[Stored data]

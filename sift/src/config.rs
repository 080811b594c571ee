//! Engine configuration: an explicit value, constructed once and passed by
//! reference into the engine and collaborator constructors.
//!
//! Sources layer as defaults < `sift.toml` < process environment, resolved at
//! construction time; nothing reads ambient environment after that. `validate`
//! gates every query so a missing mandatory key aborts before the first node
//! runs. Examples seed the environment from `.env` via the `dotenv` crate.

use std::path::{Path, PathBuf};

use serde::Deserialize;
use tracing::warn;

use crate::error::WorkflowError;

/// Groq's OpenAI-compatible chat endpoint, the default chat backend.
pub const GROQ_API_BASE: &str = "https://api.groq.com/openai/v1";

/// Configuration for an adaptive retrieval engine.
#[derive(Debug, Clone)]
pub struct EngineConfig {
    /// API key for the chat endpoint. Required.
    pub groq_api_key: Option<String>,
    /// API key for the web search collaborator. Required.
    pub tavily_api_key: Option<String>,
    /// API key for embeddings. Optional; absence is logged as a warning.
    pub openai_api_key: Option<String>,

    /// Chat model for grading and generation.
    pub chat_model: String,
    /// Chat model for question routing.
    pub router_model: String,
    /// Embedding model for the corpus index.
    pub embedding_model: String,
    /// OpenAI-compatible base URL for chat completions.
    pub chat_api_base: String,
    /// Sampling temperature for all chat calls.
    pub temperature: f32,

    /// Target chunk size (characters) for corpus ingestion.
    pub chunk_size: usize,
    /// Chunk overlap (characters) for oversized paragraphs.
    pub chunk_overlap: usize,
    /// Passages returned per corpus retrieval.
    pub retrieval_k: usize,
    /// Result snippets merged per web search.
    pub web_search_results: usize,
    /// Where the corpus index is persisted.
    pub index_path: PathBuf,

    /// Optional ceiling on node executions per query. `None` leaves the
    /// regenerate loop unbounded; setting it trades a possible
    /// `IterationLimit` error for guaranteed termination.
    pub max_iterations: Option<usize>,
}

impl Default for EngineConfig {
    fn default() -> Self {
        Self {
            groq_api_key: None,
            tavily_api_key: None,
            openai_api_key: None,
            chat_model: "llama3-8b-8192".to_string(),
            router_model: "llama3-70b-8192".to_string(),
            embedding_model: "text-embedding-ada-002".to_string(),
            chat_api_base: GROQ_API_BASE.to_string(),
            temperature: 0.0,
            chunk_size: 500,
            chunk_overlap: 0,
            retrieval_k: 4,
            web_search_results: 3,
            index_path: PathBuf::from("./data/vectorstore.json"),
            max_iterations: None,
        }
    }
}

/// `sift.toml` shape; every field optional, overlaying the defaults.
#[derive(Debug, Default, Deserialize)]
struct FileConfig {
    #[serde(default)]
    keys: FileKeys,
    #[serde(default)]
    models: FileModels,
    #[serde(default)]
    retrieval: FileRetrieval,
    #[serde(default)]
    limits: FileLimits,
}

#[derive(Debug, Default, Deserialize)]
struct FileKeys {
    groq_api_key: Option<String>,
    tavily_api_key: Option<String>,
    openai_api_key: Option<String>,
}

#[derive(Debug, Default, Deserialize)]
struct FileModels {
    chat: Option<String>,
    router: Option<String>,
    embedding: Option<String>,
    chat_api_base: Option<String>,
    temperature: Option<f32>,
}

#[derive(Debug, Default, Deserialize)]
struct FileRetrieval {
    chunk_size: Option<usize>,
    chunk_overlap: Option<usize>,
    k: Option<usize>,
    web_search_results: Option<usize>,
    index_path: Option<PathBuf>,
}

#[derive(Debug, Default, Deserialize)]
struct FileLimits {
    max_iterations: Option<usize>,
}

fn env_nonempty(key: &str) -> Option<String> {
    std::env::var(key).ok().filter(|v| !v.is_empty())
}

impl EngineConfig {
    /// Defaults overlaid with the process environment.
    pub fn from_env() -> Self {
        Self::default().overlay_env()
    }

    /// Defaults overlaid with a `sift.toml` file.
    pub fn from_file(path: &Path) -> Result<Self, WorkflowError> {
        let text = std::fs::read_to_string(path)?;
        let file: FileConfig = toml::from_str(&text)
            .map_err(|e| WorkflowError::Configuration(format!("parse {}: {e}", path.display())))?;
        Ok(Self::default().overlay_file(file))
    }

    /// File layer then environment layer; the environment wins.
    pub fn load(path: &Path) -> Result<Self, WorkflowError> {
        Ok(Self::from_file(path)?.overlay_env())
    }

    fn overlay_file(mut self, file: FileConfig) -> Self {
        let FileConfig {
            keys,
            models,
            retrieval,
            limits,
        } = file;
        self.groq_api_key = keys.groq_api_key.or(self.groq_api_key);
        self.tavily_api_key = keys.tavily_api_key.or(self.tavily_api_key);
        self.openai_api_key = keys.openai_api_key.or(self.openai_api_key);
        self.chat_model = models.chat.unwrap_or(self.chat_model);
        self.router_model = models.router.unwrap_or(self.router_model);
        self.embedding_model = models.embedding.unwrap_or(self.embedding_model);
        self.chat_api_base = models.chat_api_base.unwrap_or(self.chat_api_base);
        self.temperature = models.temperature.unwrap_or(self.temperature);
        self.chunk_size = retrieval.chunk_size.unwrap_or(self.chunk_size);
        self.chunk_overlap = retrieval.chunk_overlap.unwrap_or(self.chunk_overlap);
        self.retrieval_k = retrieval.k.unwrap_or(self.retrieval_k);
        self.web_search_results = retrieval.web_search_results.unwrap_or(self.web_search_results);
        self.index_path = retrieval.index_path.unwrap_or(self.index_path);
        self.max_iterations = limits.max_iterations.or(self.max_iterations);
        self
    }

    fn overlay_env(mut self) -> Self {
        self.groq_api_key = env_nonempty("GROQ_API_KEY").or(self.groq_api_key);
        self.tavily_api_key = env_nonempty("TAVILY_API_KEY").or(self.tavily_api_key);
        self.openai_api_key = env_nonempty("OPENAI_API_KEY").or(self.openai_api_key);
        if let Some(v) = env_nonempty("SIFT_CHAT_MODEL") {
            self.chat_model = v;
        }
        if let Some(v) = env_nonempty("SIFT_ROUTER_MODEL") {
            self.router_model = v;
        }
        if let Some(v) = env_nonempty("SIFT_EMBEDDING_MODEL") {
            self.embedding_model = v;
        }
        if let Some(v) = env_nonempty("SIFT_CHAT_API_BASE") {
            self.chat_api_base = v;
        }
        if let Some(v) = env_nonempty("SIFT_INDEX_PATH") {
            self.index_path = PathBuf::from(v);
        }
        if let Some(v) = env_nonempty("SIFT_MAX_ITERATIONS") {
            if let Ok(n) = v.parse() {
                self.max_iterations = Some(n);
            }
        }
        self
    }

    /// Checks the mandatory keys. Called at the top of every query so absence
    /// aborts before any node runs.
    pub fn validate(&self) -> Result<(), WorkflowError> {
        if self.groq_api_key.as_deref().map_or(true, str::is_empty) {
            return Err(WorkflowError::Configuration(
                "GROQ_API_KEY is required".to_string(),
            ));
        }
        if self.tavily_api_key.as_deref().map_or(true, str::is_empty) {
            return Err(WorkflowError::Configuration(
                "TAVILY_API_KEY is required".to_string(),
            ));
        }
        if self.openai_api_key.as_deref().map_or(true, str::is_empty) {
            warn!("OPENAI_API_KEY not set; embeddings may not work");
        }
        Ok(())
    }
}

-- ASSIGNED TASK --
All of the records above should be repeated exactly.

-- RESPONSE TO THE TASK --
filename sift/src/config.rs
repository 080811b594c571ee
//! Engine configuration: an explicit value, constructed once and passed by
//! reference into the engine and collaborator constructors.
//!
//! Sources layer as defaults < `sift.toml` < process environment, resolved at
//! construction time; nothing reads ambient environment after that. `validate`
//! gates every query so a missing mandatory key aborts before the first node
//! runs. Examples seed the environment from `.env` via the `dotenv` crate.

use std::path::{Path, PathBuf};

use serde::Deserialize;
use tracing::warn;

use crate::error::WorkflowError;

/// Groq's OpenAI-compatible chat endpoint, the default chat backend.
pub const GROQ_API_BASE: &str = "https://api.groq.com/openai/v1";

/// Configuration for an adaptive retrieval engine.
#[derive(Debug, Clone)]
pub struct EngineConfig {
    /// API key for the chat endpoint. Required.
    pub groq_api_key: Option<String>,
    /// API key for the web search collaborator. Required.
    pub tavily_api_key: Option<String>,
    /// API key for embeddings. Optional; absence is logged as a warning.
    pub openai_api_key: Option<String>,

    /// Chat model for grading and generation.
    pub chat_model: String,
    /// Chat model for question routing.
    pub router_model: String,
    /// Embedding model for the corpus index.
    pub embedding_model: String,
    /// OpenAI-compatible base URL for chat completions.
    pub chat_api_base: String,
    /// Sampling temperature for all chat calls.
    pub temperature: f32,

    /// Target chunk size (characters) for corpus ingestion.
    pub chunk_size: usize,
    /// Chunk overlap (characters) for oversized paragraphs.
    pub chunk_overlap: usize,
    /// Passages returned per corpus retrieval.
    pub retrieval_k: usize,
    /// Result snippets merged per web search.
    pub web_search_results: usize,
    /// Where the corpus index is persisted.
    pub index_path: PathBuf,

    /// Optional ceiling on node executions per query. `None` leaves the
    /// regenerate loop unbounded; setting it trades a possible
    /// `IterationLimit` error for guaranteed termination.
    pub max_iterations: Option<usize>,
}

impl Default for EngineConfig {
    fn default() -> Self {
        Self {
            groq_api_key: None,
            tavily_api_key: None,
            openai_api_key: None,
            chat_model: "llama3-8b-8192".to_string(),
            router_model: "llama3-70b-8192".to_string(),
            embedding_model: "text-embedding-ada-002".to_string(),
            chat_api_base: GROQ_API_BASE.to_string(),
            temperature: 0.0,
            chunk_size: 500,
            chunk_overlap: 0,
            retrieval_k: 4,
            web_search_results: 3,
            index_path: PathBuf::from("./data/vectorstore.json"),
            max_iterations: None,
        }
    }
}

/// `sift.toml` shape; every field optional, overlaying the defaults.
#[derive(Debug, Default, Deserialize)]
struct FileConfig {
    #[serde(default)]
    keys: FileKeys,
    #[serde(default)]
    models: FileModels,
    #[serde(default)]
    retrieval: FileRetrieval,
    #[serde(default)]
    limits: FileLimits,
}

#[derive(Debug, Default, Deserialize)]
struct FileKeys {
    groq_api_key: Option<String>,
    tavily_api_key: Option<String>,
    openai_api_key: Option<String>,
}

#[derive(Debug, Default, Deserialize)]
struct FileModels {
    chat: Option<String>,
    router: Option<String>,
    embedding: Option<String>,
    chat_api_base: Option<String>,
    temperature: Option<f32>,
}

#[derive(Debug, Default, Deserialize)]
struct FileRetrieval {
    chunk_size: Option<usize>,
    chunk_overlap: Option<usize>,
    k: Option<usize>,
    web_search_results: Option<usize>,
    index_path: Option<PathBuf>,
}

#[derive(Debug, Default, Deserialize)]
struct FileLimits {
    max_iterations: Option<usize>,
}

fn env_nonempty(key: &str) -> Option<String> {
    std::env::var(key).ok().filter(|v| !v.is_empty())
}

impl EngineConfig {
    /// Defaults overlaid with the process environment.
    pub fn from_env() -> Self {
        Self::default().overlay_env()
    }

    /// Defaults overlaid with a `sift.toml` file.
    pub fn from_file(path: &Path) -> Result<Self, WorkflowError> {
        let text = std::fs::read_to_string(path)?;
        let file: FileConfig = toml::from_str(&text)
            .map_err(|e| WorkflowError::Configuration(format!("parse {}: {e}", path.display())))?;
        Ok(Self::default().overlay_file(file))
    }

    /// File layer then environment layer; the environment wins.
    pub fn load(path: &Path) -> Result<Self, WorkflowError> {
        Ok(Self::from_file(path)?.overlay_env())
    }

    fn overlay_file(mut self, file: FileConfig) -> Self {
        let FileConfig {
            keys,
            models,
            retrieval,
            limits,
        } = file;
        self.groq_api_key = keys.groq_api_key.or(self.groq_api_key);
        self.tavily_api_key = keys.tavily_api_key.or(self.tavily_api_key);
        self.openai_api_key = keys.openai_api_key.or(self.openai_api_key);
        self.chat_model = models.chat.unwrap_or(self.chat_model);
        self.router_model = models.router.unwrap_or(self.router_model);
        self.embedding_model = models.embedding.unwrap_or(self.embedding_model);
        self.chat_api_base = models.chat_api_base.unwrap_or(self.chat_api_base);
        self.temperature = models.temperature.unwrap_or(self.temperature);
        self.chunk_size = retrieval.chunk_size.unwrap_or(self.chunk_size);
        self.chunk_overlap = retrieval.chunk_overlap.unwrap_or(self.chunk_overlap);
        self.retrieval_k = retrieval.k.unwrap_or(self.retrieval_k);
        self.web_search_results = retrieval.web_search_results.unwrap_or(self.web_search_results);
        self.index_path = retrieval.index_path.unwrap_or(self.index_path);
        self.max_iterations = limits.max_iterations.or(self.max_iterations);
        self
    }

    fn overlay_env(mut self) -> Self {
        self.groq_api_key = env_nonempty("GROQ_API_KEY").or(self.groq_api_key);
        self.tavily_api_key = env_nonempty("TAVILY_API_KEY").or(self.tavily_api_key);
        self.openai_api_key = env_nonempty("OPENAI_API_KEY").or(self.openai_api_key);
        if let Some(v) = env_nonempty("SIFT_CHAT_MODEL") {
            self.chat_model = v;
        }
        if let Some(v) = env_nonempty("SIFT_ROUTER_MODEL") {
            self.router_model = v;
        }
        if let Some(v) = env_nonempty("SIFT_EMBEDDING_MODEL") {
            self.embedding_model = v;
        }
        if let Some(v) = env_nonempty("SIFT_CHAT_API_BASE") {
            self.chat_api_base = v;
        }
        if let Some(v) = env_nonempty("SIFT_INDEX_PATH") {
            self.index_path = PathBuf::from(v);
        }
        if let Some(v) = env_nonempty("SIFT_MAX_ITERATIONS") {
            if let Ok(n) = v.parse() {
                self.max_iterations = Some(n);
            }
        }
        self
    }

    /// Checks the mandatory keys. Called at the top of every query so absence
    /// aborts before any node runs.
    pub fn validate(&self) -> Result<(), WorkflowError> {
        if self.groq_api_key.as_deref().map_or(true, str::is_empty) {
            return Err(WorkflowError::Configuration(
                "GROQ_API_KEY is required".to_string(),
            ));
        }
        if self.tavily_api_key.as_deref().map_or(true, str::is_empty) {
            return Err(WorkflowError::Configuration(
                "TAVILY_API_KEY is required".to_string(),
            ));
        }
        if self.openai_api_key.as_deref().map_or(true, str::is_empty) {
            warn!("OPENAI_API_KEY not set; embeddings may not work");
        }
        Ok(())
    }
}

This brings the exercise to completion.